Tuesday, March 21st, 2017
Innovation, cast as the triumph of human imagination, may be the most romantic discipline in business. And the eureka moment, that epiphany of total clarity in which a breakthrough invention or discovery occurs, is the most romantic aspect of innovation.
The eureka moment is this singular moment in time when an ethereal concept lurking in the subconscious finds its way to our conscious mental understanding. A moment when scattered pieces coalesce to give birth to an idea. But the “eureka” moment is a myth; big ideas need space to breathe, and develop.
The eureka myth is seductive, a hugely attractive idea, full of drama. But the act of inventing and improving is far more often a long, hard slog. And the act of capitalizing on invention—of managing the transition from a brain wave to the bustle of the marketplace—is the really hard part.
The trouble with the eureka myth is that it causes managers and investors to overestimate the pace of invention and underestimate the fortitude required to move from the early stages of discovery to a marketable product.

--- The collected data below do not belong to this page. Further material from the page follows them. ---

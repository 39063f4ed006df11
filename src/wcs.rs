//! Tangent plane (gnomonic) projection of the World Coordinate System standard,
//! following the AIPS conventions of `CROTA2` and per-axis `CDELT`.

use nalgebra::Vector2;

use crate::Float;
use crate::geometry::wrap_two_pi;

/// The free parameters of a plate solution. All angles in radians.
#[derive(Clone, Copy, Debug, PartialEq)]
#[cfg_attr(feature = "serde", derive(serde::Serialize, serde::Deserialize))]
pub struct WcsParams<F: Float> {
    /// Right ascension of the reference pixel.
    pub ra: F,
    /// Declination of the reference pixel.
    pub dec: F,
    /// Rotation of the image, north through east.
    pub rotation: F,
    /// Size of a pixel along x, radians per pixel. Usually negative (east to the left).
    pub x_scale: F,
    /// Size of a pixel along y, radians per pixel.
    pub y_scale: F,
}

impl<F: Float> WcsParams<F> {
    /// Create a new instance.
    pub fn new(ra: F, dec: F, rotation: F, x_scale: F, y_scale: F) -> Self {
        Self {
            ra,
            dec,
            rotation,
            x_scale,
            y_scale,
        }
    }

    /// Parameters as a vector `(ra, dec, rotation, x_scale, y_scale)`.
    pub(crate) fn to_vector(self) -> nalgebra::SVector<F, 5> {
        nalgebra::SVector::<F, 5>::new(self.ra, self.dec, self.rotation, self.x_scale, self.y_scale)
    }

    pub(crate) fn from_vector(v: &nalgebra::SVector<F, 5>) -> Self {
        Self::new(v[0], v[1], v[2], v[3], v[4])
    }
}

/// A complete tangent plane projection: [`WcsParams`] at a reference pixel.
#[derive(Clone, Copy, Debug, PartialEq)]
pub struct Wcs<F: Float> {
    /// Sky position, rotation and scale.
    pub params: WcsParams<F>,
    /// Reference pixel, 1-based as in FITS headers.
    pub crpix: Vector2<F>,
}

impl<F: Float> Wcs<F> {
    /// Create a new instance.
    pub fn new(params: WcsParams<F>, crpix: Vector2<F>) -> Self {
        Self { params, crpix }
    }

    /// Projection with the reference pixel at the center of a `width` by `height` image.
    pub fn centered(params: WcsParams<F>, width: usize, height: usize) -> Self {
        let two = F::from_f64(2.).unwrap();
        let crpix = Vector2::new(
            F::from_usize(width).unwrap() / two,
            F::from_usize(height).unwrap() / two,
        );
        Self { params, crpix }
    }

    /// Transforms from sky coordinates `(ra, dec)` to 0-based pixel space.
    ///
    /// Returns `None` for directions on or behind the tangent plane, and for a zero scale.
    pub fn world_to_pixel(&self, radec: Vector2<F>) -> Option<Vector2<F>> {
        let zero = F::from_f64(0.).unwrap();
        let one = F::from_f64(1.).unwrap();
        let p = &self.params;
        if p.x_scale == zero || p.y_scale == zero {
            return None;
        }

        let (sin_d0, cos_d0) = p.dec.sin_cos();
        let (sin_d, cos_d) = radec.y.sin_cos();
        let (sin_da, cos_da) = (radec.x - p.ra).sin_cos();

        let s = sin_d * sin_d0 + cos_d * cos_d0 * cos_da;
        if s <= zero {
            return None;
        }
        let l = sin_da * cos_d / s;
        let m = (sin_d * cos_d0 - cos_d * sin_d0 * cos_da) / s;

        let (sin_r, cos_r) = p.rotation.sin_cos();
        let dx = l * cos_r + m * sin_r;
        let dy = m * cos_r - l * sin_r;

        let pixel = Vector2::new(
            dx / p.x_scale + self.crpix.x - one,
            dy / p.y_scale + self.crpix.y - one,
        );
        (pixel.x.is_finite() && pixel.y.is_finite()).then_some(pixel)
    }

    /// Transforms from 0-based pixel space to sky coordinates `(ra, dec)`, `ra` in `[0, 2π)`.
    ///
    /// Returns `None` if the result is not finite.
    pub fn pixel_to_world(&self, pixel: Vector2<F>) -> Option<Vector2<F>> {
        let one = F::from_f64(1.).unwrap();
        let p = &self.params;

        let dx = (pixel.x + one - self.crpix.x) * p.x_scale;
        let dy = (pixel.y + one - self.crpix.y) * p.y_scale;
        let (sin_r, cos_r) = p.rotation.sin_cos();
        let l = dx * cos_r - dy * sin_r;
        let m = dy * cos_r + dx * sin_r;

        let (sin_d0, cos_d0) = p.dec.sin_cos();
        let dect = cos_d0 - m * sin_d0;
        let ra = wrap_two_pi(p.ra + l.atan2(dect));
        let dec = (m * cos_d0 + sin_d0).atan2(l.hypot(dect));

        let radec = Vector2::new(ra, dec);
        (ra.is_finite() && dec.is_finite()).then_some(radec)
    }

    /// Sky position of the center of a `width` by `height` image.
    pub fn image_center(&self, width: usize, height: usize) -> Option<Vector2<F>> {
        let two = F::from_f64(2.).unwrap();
        let one = F::from_f64(1.).unwrap();
        self.pixel_to_world(Vector2::new(
            F::from_usize(width).unwrap() / two - one,
            F::from_usize(height).unwrap() / two - one,
        ))
    }
}

#[cfg(test)]
mod tests {
    use approx::assert_abs_diff_eq;
    use rand::prelude::*;

    use super::*;

    fn random_wcs(rng: &mut StdRng) -> Wcs<f64> {
        let scale = rng.random_range(1e-6..1e-4);
        let flip = if rng.random_bool(0.5) { -1. } else { 1. };
        let params = WcsParams::new(
            rng.random_range(0.5..5.5),
            rng.random_range(-1.3..1.3),
            rng.random_range(-std::f64::consts::PI..std::f64::consts::PI),
            flip * scale * rng.random_range(0.9..1.1),
            scale,
        );
        Wcs::new(
            params,
            Vector2::new(rng.random_range(0.0..2048.), rng.random_range(0.0..2048.)),
        )
    }

    #[test]
    fn pixel_round_trip() {
        let mut rng = StdRng::seed_from_u64(42);
        for _ in 0..200 {
            let wcs = random_wcs(&mut rng);
            let pixel = Vector2::new(rng.random_range(0.0..2048.), rng.random_range(0.0..2048.));

            let radec = wcs.pixel_to_world(pixel).unwrap();
            let back = wcs.world_to_pixel(radec).unwrap();

            assert_abs_diff_eq!(back.x, pixel.x, epsilon = 1e-6);
            assert_abs_diff_eq!(back.y, pixel.y, epsilon = 1e-6);
        }
    }

    #[test]
    fn world_round_trip() {
        let mut rng = StdRng::seed_from_u64(7);
        for _ in 0..200 {
            let wcs = random_wcs(&mut rng);
            let p = wcs.params;
            let radec = Vector2::new(
                p.ra + rng.random_range(-0.05..0.05) / p.dec.cos(),
                p.dec + rng.random_range(-0.05..0.05),
            );

            let pixel = wcs.world_to_pixel(radec).unwrap();
            let back = wcs.pixel_to_world(pixel).unwrap();

            assert_abs_diff_eq!(back.x, radec.x, epsilon = 1e-9);
            assert_abs_diff_eq!(back.y, radec.y, epsilon = 1e-9);
        }
    }

    #[test]
    fn reference_pixel() {
        let params = WcsParams::new(1.2, 0.5, 0.3, -1e-5, 1e-5);
        let wcs = Wcs::centered(params, 512, 400);
        assert_eq!(wcs.crpix, Vector2::new(256., 200.));

        let pixel = wcs.world_to_pixel(Vector2::new(1.2, 0.5)).unwrap();
        assert_abs_diff_eq!(pixel.x, 255., epsilon = 1e-9);
        assert_abs_diff_eq!(pixel.y, 199., epsilon = 1e-9);

        let center = wcs.image_center(512, 400).unwrap();
        assert_abs_diff_eq!(center.x, 1.2, epsilon = 1e-12);
        assert_abs_diff_eq!(center.y, 0.5, epsilon = 1e-12);
    }

    #[test]
    fn orientation() {
        // north up, east left
        let params = WcsParams::new(1., 0., 0., -1e-4, 1e-4);
        let wcs = Wcs::new(params, Vector2::new(1., 1.));

        let north = wcs.world_to_pixel(Vector2::new(1., 1e-3)).unwrap();
        assert_abs_diff_eq!(north.x, 0., epsilon = 1e-6);
        assert!(north.y > 9.9);

        let east = wcs.world_to_pixel(Vector2::new(1. + 1e-3, 0.)).unwrap();
        assert!(east.x < -9.9);
        assert_abs_diff_eq!(east.y, 0., epsilon = 1e-6);

        // a quarter turn moves north onto the x axis
        let rotated = Wcs::new(
            WcsParams::new(1., 0., std::f64::consts::FRAC_PI_2, -1e-4, 1e-4),
            Vector2::new(1., 1.),
        );
        let north = rotated.world_to_pixel(Vector2::new(1., 1e-3)).unwrap();
        assert!(north.x < -9.9);
        assert_abs_diff_eq!(north.y, 0., epsilon = 1e-6);
    }

    #[test]
    fn behind_tangent_plane() {
        let wcs = Wcs::new(WcsParams::new(0., 0., 0., -1e-5, 1e-5), Vector2::new(1., 1.));
        assert!(wcs.world_to_pixel(Vector2::new(std::f64::consts::PI, 0.)).is_none());
        assert!(wcs.world_to_pixel(Vector2::new(2., 0.)).is_none());
        assert!(wcs.world_to_pixel(Vector2::new(0., -2.)).is_none());
        assert!(wcs.world_to_pixel(Vector2::new(0.1, 0.)).is_some());
    }

    #[test]
    fn zero_scale() {
        let wcs = Wcs::new(WcsParams::new(0., 0., 0., 0., 1e-5), Vector2::new(1., 1.));
        assert!(wcs.world_to_pixel(Vector2::new(0., 0.)).is_none());
    }

    #[test]
    fn ra_stays_in_range() {
        let wcs = Wcs::new(WcsParams::new(0.001f64, 0., 0., -1e-4, 1e-4), Vector2::new(1., 1.));
        let radec = wcs.pixel_to_world(Vector2::new(100., 0.)).unwrap();
        assert!(radec.x > 6. && radec.x < std::f64::consts::TAU);

        let f32_wcs = Wcs::new(WcsParams::new(1f32, 0.2, 0.1, -1e-4, 1e-4), Vector2::new(1., 1.));
        let radec = f32_wcs.pixel_to_world(Vector2::new(10., 10.)).unwrap();
        let pixel = f32_wcs.world_to_pixel(radec).unwrap();
        assert_abs_diff_eq!(pixel.x, 10., epsilon = 1e-2);
    }

    #[test]
    fn ra_outside_one_turn() {
        use std::f64::consts::TAU;

        for ra in [7., -7., 20., -0.5] {
            let wcs = Wcs::new(WcsParams::new(ra, 0.2, 0., -1e-5, 1e-5), Vector2::new(1., 1.));
            let radec = wcs.pixel_to_world(Vector2::new(0., 0.)).unwrap();
            assert!((0. ..TAU).contains(&radec.x), "{ra} -> {}", radec.x);
            assert_abs_diff_eq!(radec.x, ra.rem_euclid(TAU), epsilon = 1e-12);
            assert_abs_diff_eq!(radec.y, 0.2, epsilon = 1e-12);
        }
    }
}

Thomas A. Edison tried 3,000 different materials for his light bulb filament before he found that carbonized card board work. Genius is 1% inspiration and 99% perspiration.
Summing-up: Most innovation efforts fail not because of a lack of bright ideas, but because of a lack of careful and thoughtful follow-up. Smart companies know where the weakest links in their entire innovation value chain are, and they invest time incorrecting those weaknesses rather than further reinforcing their strengths.